海で鍛えられた屈強な身体から、生気が漏れ出ているかの様だった。
「バ、バルガ王!」
大盾を構えて皆を守っていた、ジャイロスが思わず声を上げる。
「ジャイロス騎士団長。どうして王は、あんなに弱ってんだ!?」
「恐らくだが、あの地母神の剣の能力は、単純な石化などではなく、生命の営みを司っているのだ」
「難しいコトは、解らねェっスよ。もっと簡単に、頼めませんか?」
「多くの生命は、春に生まれ、夏に成長し、秋に子を産み、冬に大地に還る。石化とは、生命が死滅する冬の状態を表しているのではないか……」
「まだ、ワケが解らないっス」
「もの凄く簡単に言えば、エナジードレイン……王は剣に、精気を吸われてんのよ!」
カーデリアは、奏弓トュラン・グラウィスカを、バルガ王とゲー・メーテルの間に撃ち込んだ。
「よし、アイツが怯んだぜ!」
べリュトスが、大盾の安全圏から飛び出し、王に肩を貸す。
「フフ、愉しませてくれるでは無いか」
大地母神の周辺の壁や地面から、ツタやイバラが勢いよく伸びて、王とべリュトスを襲った。
「バルガ王。
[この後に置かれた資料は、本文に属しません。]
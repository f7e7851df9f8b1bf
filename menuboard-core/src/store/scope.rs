//! Cancellation scopes for in-flight store actions.
//!
//! A view that starts an action wraps it in [`Scope::run`]. Cancelling the
//! scope drops the pending future, which aborts the HTTP request and
//! guarantees its completion never touches the cache.

use std::future::Future;
use std::sync::Arc;

use tokio::sync::watch;

#[derive(Debug, Clone)]
pub struct Scope {
    cancelled: Arc<watch::Sender<bool>>,
}

impl Default for Scope {
    fn default() -> Self {
        Self::new()
    }
}

impl Scope {
    pub fn new() -> Self {
        let (cancelled, _) = watch::channel(false);
        Self {
            cancelled: Arc::new(cancelled),
        }
    }

    /// Cancels every pending and future `run` on this scope (and its clones).
    pub fn cancel(&self) {
        self.cancelled.send_replace(true);
    }

    pub fn is_cancelled(&self) -> bool {
        *self.cancelled.borrow()
    }

    /// Drives `action` to completion unless the scope is cancelled first.
    ///
    /// Returns `None` when cancelled; the action's future is dropped.
    pub async fn run<F: Future>(&self, action: F) -> Option<F::Output> {
        let mut cancelled = self.cancelled.subscribe();
        if *cancelled.borrow_and_update() {
            return None;
        }

        tokio::select! {
            biased;
            _ = cancelled.wait_for(|c| *c) => None,
            output = action => Some(output),
        }
    }
}

#[cfg(test)]
mod tests {
    use super::*;
    use std::sync::atomic::{AtomicBool, Ordering};
    use std::time::Duration;

    #[tokio::test]
    async fn test_run_completes_when_not_cancelled() {
        let scope = Scope::new();
        assert_eq!(scope.run(async { 42 }).await, Some(42));
    }

    #[tokio::test]
    async fn test_cancelled_scope_skips_action() {
        let scope = Scope::new();
        scope.cancel();

        let ran = AtomicBool::new(false);
        let result = scope
            .run(async {
                ran.store(true, Ordering::SeqCst);
            })
            .await;

        assert!(result.is_none());
        assert!(!ran.load(Ordering::SeqCst));
    }

    #[tokio::test]
    async fn test_cancel_during_flight_drops_completion() {
        let scope = Scope::new();
        let applied = AtomicBool::new(false);

        let pending = scope.run(async {
            tokio::time::sleep(Duration::from_millis(200)).await;
            applied.store(true, Ordering::SeqCst);
        });
        let canceller = async {
            tokio::time::sleep(Duration::from_millis(10)).await;
            scope.clone().cancel();
        };

        let (result, _) = tokio::join!(pending, canceller);
        assert!(result.is_none());
        assert!(!applied.load(Ordering::SeqCst));
        assert!(scope.is_cancelled());
    }
}
//! Resource controllers: one call per REST verb per resource.
//!
//! Each call is a straight request/response passthrough. Failures are logged
//! here and handed back to the caller unchanged.

use std::marker::PhantomData;

use reqwest::Method;

use super::client::ApiClient;
use super::error::ApiError;
use super::payload::IntoPayload;
use crate::models::{
    Entity, Id, MenuCategory, MenuCategoryUpdate, MenuItem, MenuItemUpdate, NewMenuCategory,
    NewMenuItem, NewRestaurant, Restaurant, RestaurantUpdate,
};

/// A server-owned entity type with a REST collection endpoint.
pub trait Resource: Send + Sync + 'static {
    type Entity: Entity;
    type New: IntoPayload + Send;
    type Update: IntoPayload + Send;

    /// Collection segment under `/api/`.
    const COLLECTION: &'static str;
    /// Human-readable singular name used in logs and notices.
    const LABEL: &'static str;
}

pub struct Restaurants;

impl Resource for Restaurants {
    type Entity = Restaurant;
    type New = NewRestaurant;
    type Update = RestaurantUpdate;

    const COLLECTION: &'static str = "restaurants";
    const LABEL: &'static str = "restaurant";
}

pub struct Categories;

impl Resource for Categories {
    type Entity = MenuCategory;
    type New = NewMenuCategory;
    type Update = MenuCategoryUpdate;

    const COLLECTION: &'static str = "menu-categories";
    const LABEL: &'static str = "category";
}

pub struct MenuItems;

impl Resource for MenuItems {
    type Entity = MenuItem;
    type New = NewMenuItem;
    type Update = MenuItemUpdate;

    const COLLECTION: &'static str = "menu-items";
    const LABEL: &'static str = "menu item";
}

pub struct ResourceApi<R> {
    client: ApiClient,
    _resource: PhantomData<fn() -> R>,
}

impl<R> Clone for ResourceApi<R> {
    fn clone(&self) -> Self {
        Self {
            client: self.client.clone(),
            _resource: PhantomData,
        }
    }
}

impl<R: Resource> ResourceApi<R> {
    pub fn new(client: ApiClient) -> Self {
        Self {
            client,
            _resource: PhantomData,
        }
    }

    pub fn collection_path() -> String {
        format!("/api/{}/", R::COLLECTION)
    }

    pub fn item_path(id: Id) -> String {
        format!("/api/{}/{}/", R::COLLECTION, id)
    }

    pub async fn list(&self) -> Result<Vec<R::Entity>, ApiError> {
        self.client
            .get_json(&Self::collection_path())
            .await
            .map_err(|e| logged("list", R::LABEL, e))
    }

    pub async fn create(&self, new: R::New) -> Result<R::Entity, ApiError> {
        let payload = new.into_payload()?;
        self.client
            .send(Method::POST, &Self::collection_path(), payload)
            .await
            .map_err(|e| logged("create", R::LABEL, e))
    }

    pub async fn retrieve(&self, id: Id) -> Result<R::Entity, ApiError> {
        self.client
            .get_json(&Self::item_path(id))
            .await
            .map_err(|e| logged("fetch", R::LABEL, e))
    }

    pub async fn update(&self, id: Id, update: R::Update) -> Result<R::Entity, ApiError> {
        let payload = update.into_payload()?;
        self.client
            .send(Method::PUT, &Self::item_path(id), payload)
            .await
            .map_err(|e| logged("update", R::LABEL, e))
    }

    pub async fn delete(&self, id: Id) -> Result<(), ApiError> {
        self.client
            .delete(&Self::item_path(id))
            .await
            .map_err(|e| logged("delete", R::LABEL, e))
    }
}

fn logged(action: &str, label: &str, error: ApiError) -> ApiError {
    tracing::error!("Failed to {} {}: {}", action, label, error);
    error
}

#[cfg(test)]
mod tests {
    use super::*;

    #[test]
    fn test_paths() {
        assert_eq!(
            ResourceApi::<Restaurants>::collection_path(),
            "/api/restaurants/"
        );
        assert_eq!(
            ResourceApi::<Categories>::item_path(10),
            "/api/menu-categories/10/"
        );
        assert_eq!(ResourceApi::<MenuItems>::item_path(100), "/api/menu-items/100/");
    }
}
/// Red-black tree over elements ordered by `C`.
///
/// Node ownership runs strictly root-to-leaf through the child edges; the
/// parent back-reference is navigation only, so teardown never follows it.
/// An empty tree is the `root == None` state, not a sentinel node.
pub struct RbTree<T, C: Comparator<T> = NaturalOrder> {
    root: Link<T>,
    len: usize,
    cmp: C,
    _marker: PhantomData<Box<Node<T>>>,
}

unsafe impl<T: Send, C: Comparator<T> + Send> Send for RbTree<T, C> {}
unsafe impl<T: Sync, C: Comparator<T> + Sync> Sync for RbTree<T, C> {}

impl<T: Ord> RbTree<T> {
    /// Empty tree under the natural `Ord` order.
    pub fn new() -> Self {
        Self::with_comparator(NaturalOrder)
    }
}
こっちは任せてくれ!」
「スマン……な、ベリュトス」
ベリュトスは王を背に乗せ、オシュ・カーの槍を使ってそれらを薙ぎ払う。
「クソ、キリが無ェぜ!」
両腕に持った2本の槍をフル回転させても、生い茂る木々や花々から溢れ出る、ツタやイバラの数に追いつかなくなっていた。
「ガハッ……しまッ!?」
ツタやイバラに絡め取られ、激しく締め上げられる2人。
「す、すいません、バルガ王……」
「イヤ。オレが動ければもっと、やり様はあったんだろうがな」
「なんだ、もうお終いなの。詰まらないわ」
機嫌を損ねるゲー・メーテルの周りで、鍾乳洞の大半が緑に覆われていた。
「ダメ。ここからじゃ、木々に阻まれて当たらないわ」
カーデリアの神技を以てしても、王たちを縛るツタやイバラに矢を当てられない。
「このまま殺してもイイんだケド、その前に石になって貰いましょうか」
自ら生み出した木々や花々は、枯れ果てながら色を失って行った。
「ク……こんなところで、死ぬワケには……ティルスに、会わす顔が……」
バルガ王は、力の抜けた身体を無理やり動かそうとする。
けれども石と化したツタやイバラに、身動きすら儘ならなかった。